• _ACTIVITY_
Among the records below, find each line containing the word "exhaustion" and copy it.

[Saved entries]
■ ■ ■ ■ ■
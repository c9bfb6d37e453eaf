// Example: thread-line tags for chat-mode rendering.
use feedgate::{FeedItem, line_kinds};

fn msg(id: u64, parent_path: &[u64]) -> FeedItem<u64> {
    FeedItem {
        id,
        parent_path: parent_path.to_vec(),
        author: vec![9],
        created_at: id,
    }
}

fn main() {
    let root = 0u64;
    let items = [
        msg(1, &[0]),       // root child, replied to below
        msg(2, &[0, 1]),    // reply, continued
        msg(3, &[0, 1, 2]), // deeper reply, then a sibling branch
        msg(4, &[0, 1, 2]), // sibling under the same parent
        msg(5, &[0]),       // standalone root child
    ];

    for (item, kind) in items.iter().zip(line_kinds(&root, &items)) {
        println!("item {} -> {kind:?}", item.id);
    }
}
■ ■ ■ ■ ■
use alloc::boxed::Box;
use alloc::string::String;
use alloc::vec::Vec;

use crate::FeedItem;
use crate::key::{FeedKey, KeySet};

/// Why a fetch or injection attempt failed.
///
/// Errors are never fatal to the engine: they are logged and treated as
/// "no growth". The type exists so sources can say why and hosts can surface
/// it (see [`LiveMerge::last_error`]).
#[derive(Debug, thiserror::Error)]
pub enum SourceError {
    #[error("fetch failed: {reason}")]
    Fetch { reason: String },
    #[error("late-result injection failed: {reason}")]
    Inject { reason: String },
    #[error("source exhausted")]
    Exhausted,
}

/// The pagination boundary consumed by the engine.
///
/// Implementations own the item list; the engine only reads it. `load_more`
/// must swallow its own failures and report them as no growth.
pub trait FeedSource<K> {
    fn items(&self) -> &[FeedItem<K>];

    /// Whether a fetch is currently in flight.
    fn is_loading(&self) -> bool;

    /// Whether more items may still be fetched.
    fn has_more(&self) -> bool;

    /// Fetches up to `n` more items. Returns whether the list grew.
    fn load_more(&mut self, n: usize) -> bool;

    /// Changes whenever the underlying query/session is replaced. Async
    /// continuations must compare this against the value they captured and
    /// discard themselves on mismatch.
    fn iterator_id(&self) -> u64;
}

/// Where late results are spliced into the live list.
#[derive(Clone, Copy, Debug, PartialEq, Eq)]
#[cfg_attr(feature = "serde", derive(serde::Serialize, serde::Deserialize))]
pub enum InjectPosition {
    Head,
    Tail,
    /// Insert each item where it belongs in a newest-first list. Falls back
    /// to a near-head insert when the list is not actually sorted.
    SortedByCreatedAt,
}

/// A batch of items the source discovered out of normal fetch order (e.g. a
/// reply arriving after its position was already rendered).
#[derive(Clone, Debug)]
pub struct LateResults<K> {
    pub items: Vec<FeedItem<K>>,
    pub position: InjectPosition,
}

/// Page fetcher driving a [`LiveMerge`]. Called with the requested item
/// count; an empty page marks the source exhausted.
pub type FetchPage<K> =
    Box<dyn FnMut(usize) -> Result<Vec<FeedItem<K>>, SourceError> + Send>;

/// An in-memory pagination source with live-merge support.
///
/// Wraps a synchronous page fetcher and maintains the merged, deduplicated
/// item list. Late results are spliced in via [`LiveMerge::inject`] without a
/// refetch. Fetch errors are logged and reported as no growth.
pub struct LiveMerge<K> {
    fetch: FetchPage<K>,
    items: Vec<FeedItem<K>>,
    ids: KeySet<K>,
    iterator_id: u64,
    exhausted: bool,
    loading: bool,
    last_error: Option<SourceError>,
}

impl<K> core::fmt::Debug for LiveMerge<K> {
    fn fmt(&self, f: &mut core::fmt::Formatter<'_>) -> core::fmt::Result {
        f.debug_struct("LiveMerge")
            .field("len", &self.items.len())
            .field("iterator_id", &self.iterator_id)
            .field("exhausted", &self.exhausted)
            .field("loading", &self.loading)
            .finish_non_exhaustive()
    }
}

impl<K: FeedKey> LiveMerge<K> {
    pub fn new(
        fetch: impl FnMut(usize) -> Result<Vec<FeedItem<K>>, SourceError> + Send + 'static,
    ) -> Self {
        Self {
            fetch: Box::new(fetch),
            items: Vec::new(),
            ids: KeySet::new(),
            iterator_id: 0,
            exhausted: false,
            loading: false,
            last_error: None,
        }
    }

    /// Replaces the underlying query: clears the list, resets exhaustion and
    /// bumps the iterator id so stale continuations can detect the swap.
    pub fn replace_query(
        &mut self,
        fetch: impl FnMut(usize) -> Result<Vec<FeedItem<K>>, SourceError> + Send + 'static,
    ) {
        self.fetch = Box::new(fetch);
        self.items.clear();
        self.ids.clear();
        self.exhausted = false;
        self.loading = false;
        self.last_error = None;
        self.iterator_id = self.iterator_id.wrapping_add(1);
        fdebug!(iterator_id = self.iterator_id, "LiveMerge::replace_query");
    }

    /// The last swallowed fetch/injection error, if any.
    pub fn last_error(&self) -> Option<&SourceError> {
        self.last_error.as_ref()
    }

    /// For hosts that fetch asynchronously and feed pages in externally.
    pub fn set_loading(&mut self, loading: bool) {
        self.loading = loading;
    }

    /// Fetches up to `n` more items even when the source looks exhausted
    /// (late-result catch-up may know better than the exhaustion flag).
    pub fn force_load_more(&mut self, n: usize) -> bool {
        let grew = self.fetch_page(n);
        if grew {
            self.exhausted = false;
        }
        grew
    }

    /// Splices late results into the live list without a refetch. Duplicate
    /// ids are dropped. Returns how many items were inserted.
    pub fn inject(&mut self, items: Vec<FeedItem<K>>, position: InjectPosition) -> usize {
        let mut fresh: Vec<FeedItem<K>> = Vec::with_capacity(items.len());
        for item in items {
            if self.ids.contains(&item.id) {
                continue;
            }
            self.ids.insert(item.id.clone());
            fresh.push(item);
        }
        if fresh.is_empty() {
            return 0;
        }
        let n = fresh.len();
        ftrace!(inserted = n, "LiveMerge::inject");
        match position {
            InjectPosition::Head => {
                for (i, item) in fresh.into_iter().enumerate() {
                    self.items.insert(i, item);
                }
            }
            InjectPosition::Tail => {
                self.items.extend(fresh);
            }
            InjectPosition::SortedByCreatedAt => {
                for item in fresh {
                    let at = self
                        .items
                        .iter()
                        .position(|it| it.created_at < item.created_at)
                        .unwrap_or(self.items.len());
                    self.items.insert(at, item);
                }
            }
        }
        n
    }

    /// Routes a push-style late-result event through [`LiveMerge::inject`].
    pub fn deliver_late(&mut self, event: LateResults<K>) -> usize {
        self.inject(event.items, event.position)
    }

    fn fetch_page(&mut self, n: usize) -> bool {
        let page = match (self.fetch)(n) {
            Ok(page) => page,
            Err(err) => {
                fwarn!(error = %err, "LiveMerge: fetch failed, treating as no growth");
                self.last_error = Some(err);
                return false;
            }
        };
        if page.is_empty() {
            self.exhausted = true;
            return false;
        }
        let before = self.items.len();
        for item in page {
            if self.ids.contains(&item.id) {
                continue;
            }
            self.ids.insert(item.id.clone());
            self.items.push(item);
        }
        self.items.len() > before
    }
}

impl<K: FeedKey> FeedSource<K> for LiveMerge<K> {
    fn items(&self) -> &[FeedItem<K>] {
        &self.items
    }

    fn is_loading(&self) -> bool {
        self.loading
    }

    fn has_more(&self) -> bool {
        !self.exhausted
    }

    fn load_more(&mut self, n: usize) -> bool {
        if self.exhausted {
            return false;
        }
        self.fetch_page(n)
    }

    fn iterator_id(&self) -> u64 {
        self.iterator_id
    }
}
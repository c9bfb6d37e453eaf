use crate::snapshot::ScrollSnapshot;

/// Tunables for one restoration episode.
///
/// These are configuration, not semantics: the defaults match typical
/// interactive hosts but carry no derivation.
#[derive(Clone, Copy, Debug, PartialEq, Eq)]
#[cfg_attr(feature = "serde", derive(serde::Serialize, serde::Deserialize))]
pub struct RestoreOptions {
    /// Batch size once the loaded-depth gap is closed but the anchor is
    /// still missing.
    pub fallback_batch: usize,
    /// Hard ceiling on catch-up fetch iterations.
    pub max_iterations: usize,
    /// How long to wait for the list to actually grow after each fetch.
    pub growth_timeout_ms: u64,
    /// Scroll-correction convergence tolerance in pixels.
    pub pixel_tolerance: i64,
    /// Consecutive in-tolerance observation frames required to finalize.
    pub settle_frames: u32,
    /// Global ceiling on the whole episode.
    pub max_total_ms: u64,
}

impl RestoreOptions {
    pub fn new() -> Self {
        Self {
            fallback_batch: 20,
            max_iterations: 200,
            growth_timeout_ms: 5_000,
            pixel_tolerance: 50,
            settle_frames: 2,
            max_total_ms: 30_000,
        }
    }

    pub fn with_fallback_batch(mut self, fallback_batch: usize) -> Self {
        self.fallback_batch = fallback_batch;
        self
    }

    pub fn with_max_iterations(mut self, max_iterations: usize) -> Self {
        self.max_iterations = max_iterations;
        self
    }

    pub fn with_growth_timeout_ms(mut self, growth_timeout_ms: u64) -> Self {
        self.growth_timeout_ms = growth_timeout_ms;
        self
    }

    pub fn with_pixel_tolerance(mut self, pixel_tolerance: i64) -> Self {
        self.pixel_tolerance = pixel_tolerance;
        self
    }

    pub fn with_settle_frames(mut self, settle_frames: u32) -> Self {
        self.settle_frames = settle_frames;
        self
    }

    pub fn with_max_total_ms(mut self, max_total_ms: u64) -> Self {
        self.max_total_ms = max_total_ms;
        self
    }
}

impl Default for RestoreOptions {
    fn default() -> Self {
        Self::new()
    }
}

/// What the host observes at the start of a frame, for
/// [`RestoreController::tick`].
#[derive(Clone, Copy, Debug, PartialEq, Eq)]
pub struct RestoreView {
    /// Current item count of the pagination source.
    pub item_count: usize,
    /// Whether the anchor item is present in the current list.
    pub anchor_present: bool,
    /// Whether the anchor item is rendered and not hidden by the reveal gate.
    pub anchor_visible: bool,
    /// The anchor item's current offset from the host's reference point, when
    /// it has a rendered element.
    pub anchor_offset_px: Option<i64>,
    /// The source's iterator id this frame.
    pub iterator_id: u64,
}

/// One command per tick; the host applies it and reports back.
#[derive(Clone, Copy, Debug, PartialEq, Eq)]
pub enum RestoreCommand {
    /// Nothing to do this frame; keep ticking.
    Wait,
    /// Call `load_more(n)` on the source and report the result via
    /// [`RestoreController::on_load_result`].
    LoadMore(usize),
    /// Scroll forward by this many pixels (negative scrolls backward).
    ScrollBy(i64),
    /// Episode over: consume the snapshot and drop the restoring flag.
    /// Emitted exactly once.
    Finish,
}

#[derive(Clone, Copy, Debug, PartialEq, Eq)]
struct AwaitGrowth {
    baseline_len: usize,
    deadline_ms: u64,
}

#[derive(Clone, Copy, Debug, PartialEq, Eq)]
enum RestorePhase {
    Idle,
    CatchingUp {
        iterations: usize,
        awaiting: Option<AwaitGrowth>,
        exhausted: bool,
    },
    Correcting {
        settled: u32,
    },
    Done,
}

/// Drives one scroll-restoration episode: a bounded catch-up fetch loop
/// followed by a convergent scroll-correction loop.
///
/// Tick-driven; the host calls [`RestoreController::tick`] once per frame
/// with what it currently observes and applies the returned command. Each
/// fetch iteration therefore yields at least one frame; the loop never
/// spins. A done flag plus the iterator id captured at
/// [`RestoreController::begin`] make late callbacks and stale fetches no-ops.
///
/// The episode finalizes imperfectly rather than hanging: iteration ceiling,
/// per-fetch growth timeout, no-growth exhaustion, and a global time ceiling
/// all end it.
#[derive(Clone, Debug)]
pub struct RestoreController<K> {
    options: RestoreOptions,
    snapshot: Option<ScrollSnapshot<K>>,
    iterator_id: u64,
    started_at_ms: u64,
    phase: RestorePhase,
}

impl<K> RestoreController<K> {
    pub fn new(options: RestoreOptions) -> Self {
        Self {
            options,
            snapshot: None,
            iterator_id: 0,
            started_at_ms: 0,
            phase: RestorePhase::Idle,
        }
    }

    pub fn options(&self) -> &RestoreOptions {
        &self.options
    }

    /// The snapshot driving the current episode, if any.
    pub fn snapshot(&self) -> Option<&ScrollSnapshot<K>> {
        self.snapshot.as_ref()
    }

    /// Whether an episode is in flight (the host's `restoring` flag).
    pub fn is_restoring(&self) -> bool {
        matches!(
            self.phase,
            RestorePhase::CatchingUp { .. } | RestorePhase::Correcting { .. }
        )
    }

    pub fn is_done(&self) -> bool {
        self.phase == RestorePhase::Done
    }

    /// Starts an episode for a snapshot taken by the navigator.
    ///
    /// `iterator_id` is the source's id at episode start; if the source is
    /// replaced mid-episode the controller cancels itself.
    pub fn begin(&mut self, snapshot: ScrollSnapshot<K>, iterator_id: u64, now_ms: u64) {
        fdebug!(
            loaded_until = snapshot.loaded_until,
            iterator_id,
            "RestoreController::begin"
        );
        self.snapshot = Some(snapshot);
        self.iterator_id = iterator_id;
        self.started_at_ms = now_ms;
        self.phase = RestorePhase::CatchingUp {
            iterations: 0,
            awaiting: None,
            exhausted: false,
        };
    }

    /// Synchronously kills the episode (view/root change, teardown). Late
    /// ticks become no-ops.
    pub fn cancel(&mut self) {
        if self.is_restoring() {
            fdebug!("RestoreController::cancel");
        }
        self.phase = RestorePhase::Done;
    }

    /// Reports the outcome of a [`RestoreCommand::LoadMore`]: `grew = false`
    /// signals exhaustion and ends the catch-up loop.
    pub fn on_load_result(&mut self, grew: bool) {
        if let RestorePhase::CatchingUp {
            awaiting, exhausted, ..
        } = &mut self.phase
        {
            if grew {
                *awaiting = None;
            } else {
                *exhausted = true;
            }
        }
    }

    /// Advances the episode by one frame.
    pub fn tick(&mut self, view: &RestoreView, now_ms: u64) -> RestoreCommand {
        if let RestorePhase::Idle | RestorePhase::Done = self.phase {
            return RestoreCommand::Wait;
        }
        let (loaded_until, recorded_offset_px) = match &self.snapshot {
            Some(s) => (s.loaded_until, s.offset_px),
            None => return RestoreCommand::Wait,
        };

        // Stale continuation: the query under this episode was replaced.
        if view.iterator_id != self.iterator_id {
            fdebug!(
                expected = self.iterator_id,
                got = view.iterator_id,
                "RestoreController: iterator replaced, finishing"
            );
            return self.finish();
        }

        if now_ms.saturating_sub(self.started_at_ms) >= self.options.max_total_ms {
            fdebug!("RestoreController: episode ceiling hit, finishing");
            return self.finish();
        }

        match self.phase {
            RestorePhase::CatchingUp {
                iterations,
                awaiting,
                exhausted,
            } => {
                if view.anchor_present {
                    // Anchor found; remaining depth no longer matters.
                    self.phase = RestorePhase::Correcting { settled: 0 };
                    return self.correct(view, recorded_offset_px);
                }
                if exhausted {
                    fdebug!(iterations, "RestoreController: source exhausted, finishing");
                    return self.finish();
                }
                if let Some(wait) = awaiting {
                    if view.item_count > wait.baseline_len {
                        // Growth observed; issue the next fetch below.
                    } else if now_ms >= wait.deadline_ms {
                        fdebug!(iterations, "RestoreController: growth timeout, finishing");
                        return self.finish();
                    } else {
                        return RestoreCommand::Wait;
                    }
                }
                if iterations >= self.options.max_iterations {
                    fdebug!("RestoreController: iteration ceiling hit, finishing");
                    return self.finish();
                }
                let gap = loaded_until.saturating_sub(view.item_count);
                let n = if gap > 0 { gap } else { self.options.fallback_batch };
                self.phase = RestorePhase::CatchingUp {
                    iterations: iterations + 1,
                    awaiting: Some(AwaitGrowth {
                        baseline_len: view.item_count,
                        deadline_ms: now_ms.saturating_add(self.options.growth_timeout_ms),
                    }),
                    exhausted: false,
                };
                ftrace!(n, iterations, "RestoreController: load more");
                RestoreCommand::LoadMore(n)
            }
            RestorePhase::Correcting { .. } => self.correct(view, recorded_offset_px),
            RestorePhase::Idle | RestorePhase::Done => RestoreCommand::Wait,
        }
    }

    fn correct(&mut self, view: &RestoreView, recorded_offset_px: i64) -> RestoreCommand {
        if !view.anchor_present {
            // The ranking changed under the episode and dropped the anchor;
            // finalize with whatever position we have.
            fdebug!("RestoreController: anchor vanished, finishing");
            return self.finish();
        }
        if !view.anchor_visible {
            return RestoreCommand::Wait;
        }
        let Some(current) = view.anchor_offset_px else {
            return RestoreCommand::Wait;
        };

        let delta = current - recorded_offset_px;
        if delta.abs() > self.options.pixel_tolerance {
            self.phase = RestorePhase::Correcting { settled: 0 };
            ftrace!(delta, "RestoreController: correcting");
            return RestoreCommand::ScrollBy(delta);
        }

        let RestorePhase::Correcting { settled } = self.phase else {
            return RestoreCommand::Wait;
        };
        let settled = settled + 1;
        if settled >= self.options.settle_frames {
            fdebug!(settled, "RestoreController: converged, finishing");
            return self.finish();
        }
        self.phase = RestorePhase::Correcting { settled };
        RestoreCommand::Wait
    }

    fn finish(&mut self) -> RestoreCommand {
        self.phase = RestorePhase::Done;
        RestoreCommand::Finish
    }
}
■ ■ ■ ■ ■
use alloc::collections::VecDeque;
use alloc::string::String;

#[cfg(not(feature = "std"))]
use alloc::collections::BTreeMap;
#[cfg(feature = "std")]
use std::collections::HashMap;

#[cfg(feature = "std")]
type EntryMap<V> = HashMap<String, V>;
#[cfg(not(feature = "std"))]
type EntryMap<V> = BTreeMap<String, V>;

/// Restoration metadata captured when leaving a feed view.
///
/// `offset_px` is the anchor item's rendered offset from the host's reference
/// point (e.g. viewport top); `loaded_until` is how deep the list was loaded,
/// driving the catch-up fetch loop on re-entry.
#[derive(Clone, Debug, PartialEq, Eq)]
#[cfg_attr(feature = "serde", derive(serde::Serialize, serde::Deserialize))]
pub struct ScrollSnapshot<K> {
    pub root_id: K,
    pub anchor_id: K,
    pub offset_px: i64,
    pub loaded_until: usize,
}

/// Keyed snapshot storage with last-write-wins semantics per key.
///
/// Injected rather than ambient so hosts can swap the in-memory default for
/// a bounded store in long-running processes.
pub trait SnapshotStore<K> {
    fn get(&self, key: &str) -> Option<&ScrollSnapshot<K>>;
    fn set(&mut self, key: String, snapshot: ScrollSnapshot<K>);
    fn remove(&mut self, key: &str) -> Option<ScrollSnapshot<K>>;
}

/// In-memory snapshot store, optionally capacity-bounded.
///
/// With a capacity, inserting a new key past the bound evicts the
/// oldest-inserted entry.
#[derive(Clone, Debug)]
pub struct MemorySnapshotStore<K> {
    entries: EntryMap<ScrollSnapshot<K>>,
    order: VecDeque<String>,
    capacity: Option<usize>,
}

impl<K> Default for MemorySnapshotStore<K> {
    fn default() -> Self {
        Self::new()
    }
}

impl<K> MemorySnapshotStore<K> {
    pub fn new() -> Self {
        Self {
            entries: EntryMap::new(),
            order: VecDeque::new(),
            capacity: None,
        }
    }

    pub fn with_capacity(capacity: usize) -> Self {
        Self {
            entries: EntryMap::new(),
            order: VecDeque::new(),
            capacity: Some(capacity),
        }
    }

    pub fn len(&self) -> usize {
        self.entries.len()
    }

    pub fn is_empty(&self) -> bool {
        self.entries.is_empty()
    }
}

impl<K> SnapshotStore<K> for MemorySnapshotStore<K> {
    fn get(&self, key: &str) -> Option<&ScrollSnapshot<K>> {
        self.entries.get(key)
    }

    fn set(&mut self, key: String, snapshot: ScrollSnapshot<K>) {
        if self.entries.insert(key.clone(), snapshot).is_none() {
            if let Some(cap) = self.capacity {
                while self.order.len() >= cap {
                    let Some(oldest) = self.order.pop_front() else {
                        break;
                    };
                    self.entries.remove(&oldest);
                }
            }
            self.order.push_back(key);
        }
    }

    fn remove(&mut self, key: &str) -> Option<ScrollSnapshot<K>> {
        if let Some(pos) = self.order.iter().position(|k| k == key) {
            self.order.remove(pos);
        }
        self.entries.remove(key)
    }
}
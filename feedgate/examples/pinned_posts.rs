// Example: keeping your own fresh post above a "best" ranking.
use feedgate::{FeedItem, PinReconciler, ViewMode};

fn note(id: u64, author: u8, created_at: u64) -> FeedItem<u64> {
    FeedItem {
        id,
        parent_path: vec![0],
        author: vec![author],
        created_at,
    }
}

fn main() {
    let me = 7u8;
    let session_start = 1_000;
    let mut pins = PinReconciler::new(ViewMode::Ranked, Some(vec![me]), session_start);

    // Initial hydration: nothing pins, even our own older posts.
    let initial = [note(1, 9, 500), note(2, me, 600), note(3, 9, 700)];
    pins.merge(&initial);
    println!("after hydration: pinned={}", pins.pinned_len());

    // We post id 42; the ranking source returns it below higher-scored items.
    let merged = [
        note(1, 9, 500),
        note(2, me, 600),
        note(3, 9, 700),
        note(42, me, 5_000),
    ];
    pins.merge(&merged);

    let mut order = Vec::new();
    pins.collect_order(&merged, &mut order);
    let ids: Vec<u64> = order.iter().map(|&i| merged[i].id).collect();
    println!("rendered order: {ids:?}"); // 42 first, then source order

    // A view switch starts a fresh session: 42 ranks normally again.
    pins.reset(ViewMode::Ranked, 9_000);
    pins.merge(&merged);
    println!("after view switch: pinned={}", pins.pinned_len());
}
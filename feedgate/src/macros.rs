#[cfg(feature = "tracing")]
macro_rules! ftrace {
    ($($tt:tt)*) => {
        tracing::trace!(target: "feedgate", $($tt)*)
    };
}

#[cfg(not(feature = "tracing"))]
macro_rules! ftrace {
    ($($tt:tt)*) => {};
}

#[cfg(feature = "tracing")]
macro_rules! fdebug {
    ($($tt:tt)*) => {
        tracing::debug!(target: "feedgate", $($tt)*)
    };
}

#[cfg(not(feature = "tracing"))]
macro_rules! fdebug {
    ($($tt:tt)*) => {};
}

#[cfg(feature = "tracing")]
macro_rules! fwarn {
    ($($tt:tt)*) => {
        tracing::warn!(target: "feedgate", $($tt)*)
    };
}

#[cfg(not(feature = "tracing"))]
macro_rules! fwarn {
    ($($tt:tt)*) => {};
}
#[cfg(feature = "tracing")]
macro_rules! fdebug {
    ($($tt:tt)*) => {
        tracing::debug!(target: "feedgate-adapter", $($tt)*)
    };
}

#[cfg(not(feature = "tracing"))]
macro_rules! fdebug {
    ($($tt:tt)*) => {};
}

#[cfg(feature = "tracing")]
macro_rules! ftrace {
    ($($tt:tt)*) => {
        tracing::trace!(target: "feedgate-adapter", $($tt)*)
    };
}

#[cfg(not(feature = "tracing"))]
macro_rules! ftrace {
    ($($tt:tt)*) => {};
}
■ ■ ■ ■ ■
• _RESPONSE TO THIS EXERCISE_
    /// Replaces the underlying query: clears the list, resets exhaustion and
    /// (late-result catch-up may know better than the exhaustion flag).
/// per-fetch growth timeout, no-growth exhaustion, and a global time ceiling
    /// signals exhaustion and ends the catch-up loop.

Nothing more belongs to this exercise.